The way politics is done
‘ONE OF the central messages conveyed by the people to every member of this House last year,” Micheál Martin argued in the Dáil on Tuesday, “was that they want a change in the way that politics is done in this country. They want us to focus on getting Ireland through to recovery, but they also demand that we implement wide-ranging and credible reform.” The Fianna Fáil leader is correct. And correct too that the proposed constitutional convention and its agenda do not go near responding to that aspiration.
Taoiseach Enda Kenny’s contention that the “setting up of the convention is an important and exciting step in a process to better equip our Constitution to meet the challenges of the 21st century” is baffling. Important and exciting? “A terrific opportunity,” he wrote in The Irish Times, “for members of the public to become involved in this important innovation in public life.” Really? We are talking here about discussions of lowering the voting age to 17, of shortening presidential terms. Initially. Then later, perhaps, talk of giving emigrants a vote in presidential elections, of legislating for same-sex marriage, of women’s role in politics, of blasphemy. . . . All worthy, but scarcely measures that could be said to “change the way politics is done”. Or even ones that require the elaborate mechanism of a new convention to reach a consensus on.
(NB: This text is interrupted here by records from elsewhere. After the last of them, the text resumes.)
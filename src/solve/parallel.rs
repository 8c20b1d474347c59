//! The fork/join search engine.
//!
//! A search runs as a dynamically growing tree of tokio tasks. Each task
//! explores depth-first from its root node, claiming nodes through the shared
//! [`SearchState`]. Corridors (exactly one unclaimed neighbour) are followed
//! inside the same task as a plain loop; branch points spawn one child task
//! per candidate and the parent later joins them all, keeping the first
//! non-empty result in spawn order. Joining is an `.await`, so a waiting
//! parent never pins a worker thread: the runtime's work-stealing workers
//! keep picking up spawned-but-unstarted tasks, which is what makes deep
//! fork trees safe on a bounded thread pool.

use std::sync::Arc;

use futures::future::{join_all, BoxFuture, FutureExt};
use serde::{Deserialize, Serialize};
use tokio::task::JoinHandle;
use tracing::{debug, info, trace, warn};

use super::state::{Path, SearchState};
use crate::core::errors::{MazeflowError, Result};
use crate::maze::{Maze, NodeId};

/// Configuration for the fork/join search.
#[derive(Debug, Clone, Serialize, Deserialize)]
pub struct SolverConfig {
    /// Minimum number of sequentially claimed nodes a task must accumulate
    /// before a branch point is allowed to fork; until then multi-candidate
    /// branches are explored inside the current task. Zero or negative
    /// disables throttling: every branch with more than one candidate forks.
    pub fork_granularity: i64,
}

impl Default for SolverConfig {
    fn default() -> Self {
        Self { fork_granularity: 0 }
    }
}

/// Outcome of one search run, with task accounting.
#[derive(Debug, Clone, Serialize)]
pub struct SolveReport {
    /// The discovered path from start to a goal, or `None` when no goal is
    /// reachable. First found, not shortest.
    pub path: Option<Path>,
    /// Nodes claimed across the whole search tree.
    pub nodes_claimed: usize,
    /// Child tasks forked across the whole search tree. Zero for a search
    /// that never hit a multi-candidate branch.
    pub tasks_forked: usize,
}

/// Parallel maze solver. Cheap to construct; one instance may run any number
/// of searches, each with its own freshly created shared state.
#[derive(Debug, Clone, Default)]
pub struct ParallelSolver {
    config: SolverConfig,
}

impl ParallelSolver {
    /// Creates a solver that forks at every multi-candidate branch.
    pub fn new() -> Self {
        Self::default()
    }

    /// Creates a solver with an explicit configuration.
    pub fn with_config(config: SolverConfig) -> Self {
        Self { config }
    }

    /// Searches `maze` for a path from its start node to any goal.
    ///
    /// Returns `Ok(None)` when no goal is reachable; that is a normal
    /// outcome, not an error. `Err` is reserved for scheduler-level failures
    /// (the root search task panicked or was aborted).
    pub async fn solve<M: Maze + 'static>(&self, maze: Arc<M>) -> Result<Option<Path>> {
        Ok(self.solve_with_report(maze).await?.path)
    }

    /// Like [`solve`](Self::solve), but also reports how much work the
    /// search tree performed.
    pub async fn solve_with_report<M: Maze + 'static>(&self, maze: Arc<M>) -> Result<SolveReport> {
        let state = Arc::new(SearchState::new());
        let start = maze.start();
        info!(
            start,
            fork_granularity = self.config.fork_granularity,
            "starting parallel search"
        );

        let root = tokio::spawn(search_task(
            maze,
            Arc::clone(&state),
            self.config.fork_granularity,
            start,
            start,
        ));
        let path = root.await.map_err(|e| MazeflowError::Execution {
            component: "solver".to_string(),
            message: "root search task failed".to_string(),
            source: Some(Box::new(e)),
        })?;

        let report = SolveReport {
            path,
            nodes_claimed: state.claimed_count(),
            tasks_forked: state.fork_count(),
        };
        match &report.path {
            Some(path) => info!(
                len = path.len(),
                claimed = report.nodes_claimed,
                forked = report.tasks_forked,
                "path found"
            ),
            None => info!(
                claimed = report.nodes_claimed,
                forked = report.tasks_forked,
                "no path to any goal"
            ),
        }
        Ok(report)
    }
}

/// Searches `maze` from its start node, forking at branch points.
///
/// Convenience entry point over [`ParallelSolver`]; see [`SolverConfig`] for
/// the meaning of `fork_granularity`.
pub async fn solve<M: Maze + 'static>(
    maze: Arc<M>,
    fork_granularity: i64,
) -> Result<Option<Path>> {
    ParallelSolver::with_config(SolverConfig { fork_granularity })
        .solve(maze)
        .await
}

/// One search task: explores from `root`, spawning children at branch points.
///
/// Boxed so the task can spawn copies of itself. The exploration itself is an
/// explicit loop over a task-local stack rather than recursion, so arbitrarily
/// long corridors cost no call-stack depth.
fn search_task<M: Maze + 'static>(
    maze: Arc<M>,
    state: Arc<SearchState>,
    fork_granularity: i64,
    start: NodeId,
    root: NodeId,
) -> BoxFuture<'static, Option<Path>> {
    async move {
        let mut pending: Vec<NodeId> = vec![root];
        let mut forks: Vec<JoinHandle<Option<Path>>> = Vec::new();
        let mut steps: i64 = 0;
        let mut found: Option<Path> = None;

        while let Some(node) = pending.pop() {
            if !state.claim(node) {
                // Another task owns this node; abandon the branch.
                trace!(node, "lost claim");
                continue;
            }
            maze.on_advance(node);
            steps += 1;

            if maze.is_goal(node) {
                debug!(node, "goal reached");
                found = Some(state.path_from_to(start, node));
                break;
            }

            let mut candidates: Vec<NodeId> = Vec::new();
            for next in maze.neighbours(node) {
                if !state.is_claimed(next) {
                    // Provenance must be in place before any child task can
                    // reach `next`; first writer wins.
                    state.record_predecessor(next, node);
                    candidates.push(next);
                }
            }

            match candidates.len() {
                // Dead end on this branch; fall back to the local stack.
                0 => {}
                // A corridor: continue in this task instead of paying for a
                // one-step child.
                1 => pending.push(candidates[0]),
                _ => {
                    if fork_granularity > 0 && steps < fork_granularity {
                        // Not enough sequential work yet; keep the whole
                        // branch local. Reversed so exploration order matches
                        // candidate order.
                        candidates.reverse();
                        pending.append(&mut candidates);
                    } else {
                        debug!(node, children = candidates.len(), "forking");
                        steps = 0;
                        for next in candidates {
                            state.note_fork();
                            forks.push(tokio::spawn(search_task(
                                Arc::clone(&maze),
                                Arc::clone(&state),
                                fork_granularity,
                                start,
                                next,
                            )));
                        }
                    }
                }
            }
        }

        // Join every child in spawn order. The first non-empty result wins;
        // later children are still awaited so no work is left dangling, but
        // their results are discarded.
        for joined in join_all(forks).await {
            match joined {
                Ok(Some(path)) => {
                    if found.is_none() {
                        found = Some(path);
                    }
                }
                Ok(None) => {}
                Err(err) => warn!(error = %err, "child search task failed"),
            }
        }
        found
    }
    .boxed()
}
//! Request and response types for the NSE public API.
//!
//! ## Organization
//!
//! - [`option_chain`]: Legacy and v3 option chain payloads, contract info
//! - [`market`]: Index constituents and price moves
//! - [`historical`]: Envelope for date-range reports

pub mod historical;
pub mod market;
pub mod option_chain;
And, as Mr Martin argues, there is every reason to believe reference to the convention of same-sex marriage is simply a convenient way of putting off having to do something about it before the end of this parliamentary term.
The Government is engaged in a political sleight of hand. Dazzling voters with the novelty of its new convention and its 66 randomly-selected citizen representatives, all untainted by grubby politics, it hopes we will not notice how little the conjuror’s glamorous assistant (a chairman yet to be named) will bring to the table for their delectation. The convention is all form and little substance, although, just in case, God forbid, it gets out of hand, Mr Kenny makes clear its conclusions will only be voted on if the Government approves of them.
If the convention does behave, Tánaiste Eamon Gilmore reassures us, they are “prepared to consider whether other topics could be considered at a later date”. Surely, however, at the very least, it should start its work by debating what is wrong with the body politic?
That is not apparently envisaged. The “exciting” dimension of the new body, it appears, will be the speculation, parallel to its deliberations, about if, and by how much, its eventual remit will be extended.
Nor should we be unduly awed by the supposedly “representative” nature of the “Lottery 66”. “Representative”, perhaps, in a strictly statistical sense, but when we talk of our “representative democracy” we mean the word in a different sense: it implies an accountability, a special relationship between voter and representative, an implicit contract that says “you can speak for me”.
The 66 picked at random will have no more democratic authority than those polled in opinion surveys. Not least because they can only answer questions put to them by others. No way to run a country, or write a constitution.